Cavanaugh quotes Lippman saying that there is no theoretical difference between the claims of communists, fascists, and liberals. This is the best expression of the part of Cavanaugh’s argument that I find so objectionable. He is simply wrong, and offensively so. The implication of Cavanaugh's argument is that every state in the world today is totalitarian: that to claim sovereignty is, in principle, tyrannical. This is an abuse of language. To equate sovereignty with totalitarianism is ludicrous. Fascists claimed the power to determine citizenship based on ethnicity; to mandate a national language; to define the good for all citizens; to demand cultic worship of a national leader; to censor newspapers; to forcibly unite churches into a state-regulated institution; to ban entire categories of people from the polity; and they overtly celebrated violence. Liberal states claim none of these things. Like Leithart, Cavanaugh is riding roughshod over vast difference between different kinds of states and ignoring basic facts to make the world fit his theological framework.

This is a bit disappointing because Cavanaugh makes a great point about consulting empirical data about statehood; he clearly fails. He also falsely claims that states created nationalism, not the other way around. In some cases, that’s true. In others, like Italy and Germany, it’s not. He wrongly traces American nationalism to the Civil War. Most historians trace it to the War of 1812. He argues capitalism and states arose at the same time, but also claims nation-states arose in the 19th century, well after the rise of capitalism.

Ch. 2, I think Cavanaugh may be misreading Augustine here, identifying the "City of Man" too closely with earthly government. They are distinct, but Cavanaugh's conflation of the two enables him to borrow Augustine's condemnation of the City of Man and apply it to all government, which I don't think Augustine intended. Cavanaugh also has a throw-away phrase about the task of the church is to "build the city of God," which sounds suspiciously postmilennial.

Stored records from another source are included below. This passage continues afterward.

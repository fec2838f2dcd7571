use pstore_lib::engine::config::DatabaseConfig;
use pstore_lib::engine::database::Database;
use pstore_lib::engine::migrations::{MigrationRunner, LATEST_VERSION};
use pstore_lib::engine::storage::{KvStore, StorageError};
use std::collections::HashSet;
use std::path::Path;
use std::thread;

fn open(path: &Path) -> Result<KvStore, Box<dyn std::error::Error>> {
    let config = DatabaseConfig {
        path: path.to_path_buf(),
        pool_size: 8,
        busy_timeout_ms: 30_000,
        ..DatabaseConfig::default()
    };
    let db = Database::new(path, &config)?;
    MigrationRunner::new(&db).initialize()?;
    Ok(KvStore::new(db))
}

#[test]
fn test_data_survives_reopen() -> Result<(), Box<dyn std::error::Error>> {
    let dir = tempfile::tempdir()?;
    let path = dir.path().join("store.db");

    {
        let store = open(&path)?;
        store.write("persisted", b"payload")?;
        assert_eq!(store.count_increment("boots")?, 1);
    }

    // Second start runs the migrator again against a store already at the latest version
    let store = open(&path)?;
    assert_eq!(MigrationRunner::new(store.database()).current_version()?, LATEST_VERSION);
    assert_eq!(store.read("persisted")?, b"payload".to_vec());
    assert_eq!(store.count_increment("boots")?, 2);
    Ok(())
}

#[test]
fn test_heavy_write_then_list_all() -> Result<(), Box<dyn std::error::Error>> {
    let dir = tempfile::tempdir()?;
    let store = open(&dir.path().join("store.db"))?;

    for i in 0..2_000 {
        store.write(&format!("testing-{}", i), b"hello")?;
    }

    let keys = store.get_keys("")?;
    assert_eq!(keys.len(), 2_000);
    assert_eq!(store.get_keys("testing-19")?.len(), 111);
    Ok(())
}

#[test]
fn test_concurrent_increments_are_distinct() -> Result<(), Box<dyn std::error::Error>> {
    let dir = tempfile::tempdir()?;
    let store = open(&dir.path().join("store.db"))?;

    const THREADS: usize = 8;
    const PER_THREAD: usize = 25;

    // Nobody has touched "race" yet, so the first-time upsert is contended too
    let handles: Vec<_> = (0..THREADS)
        .map(|_| {
            let store = store.clone();
            thread::spawn(move || {
                (0..PER_THREAD)
                    .map(|_| store.count_increment("race"))
                    .collect::<Result<Vec<i64>, StorageError>>()
            })
        })
        .collect();

    let mut seen = Vec::new();
    for handle in handles {
        let values = handle.join().expect("increment thread panicked")?;
        // Each caller observes its own increments in strictly increasing order
        assert!(values.windows(2).all(|w| w[0] < w[1]));
        seen.extend(values);
    }

    let total = (THREADS * PER_THREAD) as i64;
    seen.sort();
    assert_eq!(seen, (1..=total).collect::<Vec<_>>());
    assert_eq!(store.count_increment("race")?, total + 1);
    Ok(())
}

#[test]
fn test_concurrent_writes_to_independent_keys() -> Result<(), Box<dyn std::error::Error>> {
    let dir = tempfile::tempdir()?;
    let store = open(&dir.path().join("store.db"))?;

    let handles: Vec<_> = (0..4)
        .map(|t| {
            let store = store.clone();
            thread::spawn(move || -> Result<(), StorageError> {
                for i in 0..50 {
                    store.write(&format!("t{}/{}", t, i), format!("{}", i).as_bytes())?;
                }
                Ok(())
            })
        })
        .collect();
    for handle in handles {
        handle.join().expect("writer thread panicked")?;
    }

    let keys: HashSet<String> = store.get_keys("t")?.into_iter().collect();
    assert_eq!(keys.len(), 200);
    assert_eq!(store.get_keys("t3/")?.len(), 50);
    assert_eq!(store.read("t2/49")?, b"49".to_vec());
    Ok(())
}

#[test]
fn test_same_key_writes_leave_one_complete_value() -> Result<(), Box<dyn std::error::Error>> {
    let dir = tempfile::tempdir()?;
    let store = open(&dir.path().join("store.db"))?;

    let payloads: Vec<Vec<u8>> = (0..6u8).map(|b| vec![b; 4096]).collect();
    let handles: Vec<_> = payloads
        .iter()
        .cloned()
        .map(|payload| {
            let store = store.clone();
            thread::spawn(move || store.write("contended", &payload))
        })
        .collect();
    for handle in handles {
        handle.join().expect("writer thread panicked")?;
    }

    let stored = store.read("contended")?;
    assert!(payloads.contains(&stored));
    Ok(())
}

Ch. 3. Cavanaugh really loses credibility when he says "the intervention of the United States in Iraq [was intended] to benefit corporate oil interests." This is simply untrue. I dug around for more detail after that email and found an interesting article from the New York Times. It documents that US firms got nothing from 2003 to 2011. In 2011, one or two U.S. firms got concessions (of a couple dozen that were given out), and more U.S. oil services subcontractors got business from the other majors. Notably, this didn't happen until after the US withdrawal was nearly complete and the concessions were given out by the sovereign government of Iraq, not US occupation authorities. There is no evidence that the US military intervention was motivated by, or at all benefited, U.S. oil interests. It is appalling that an otherwise educated and intelligent scholar like Cavanaugh can get away with repeating scurrilous libel like this.

Cavanaugh also talks about the "military imposition of Western models of economics and politics in the two-thirds world." Pardon me for asking, but where, exactly? Look at all the cases of democratization in the past three decades -- all of eastern Europe, South Africa, two dozen states in Africa, most of Latin America -- and tell me which of them was the result of U.S. military force. The United States has not imposed, by military force, "Western models of economics and politics" anywhere. The best possible candidate for that accusation is Japan, where a US general wrote the constitution and enforced it with an occupation force of 500,000 troops. If that's what Cavanaugh is condemning, I'd like to understand what his preferred alternative would be in 1945. The occupation and forced democratization of Japan is one of the best advertisements possible for US empire, if that's what he insists on calling it. If Cavanaugh believes Iraq or Afghanistan are examples of the US militarily imposing its model, he doesn't know much about those wars. In Afghanistan, for example, the new 2004 constitution was not modeled on the American or any other western constitution. It was a copy and paste job from the Afghans' own 1964 constitution-- a democratic monarchy that they adopted and used for a decade in an early effort to modernize and adopt democracy on their own, without "western" pressure. But that's not something Cavanaugh would know anything about, because he seems uninterested in anything except condemning US foreign policy.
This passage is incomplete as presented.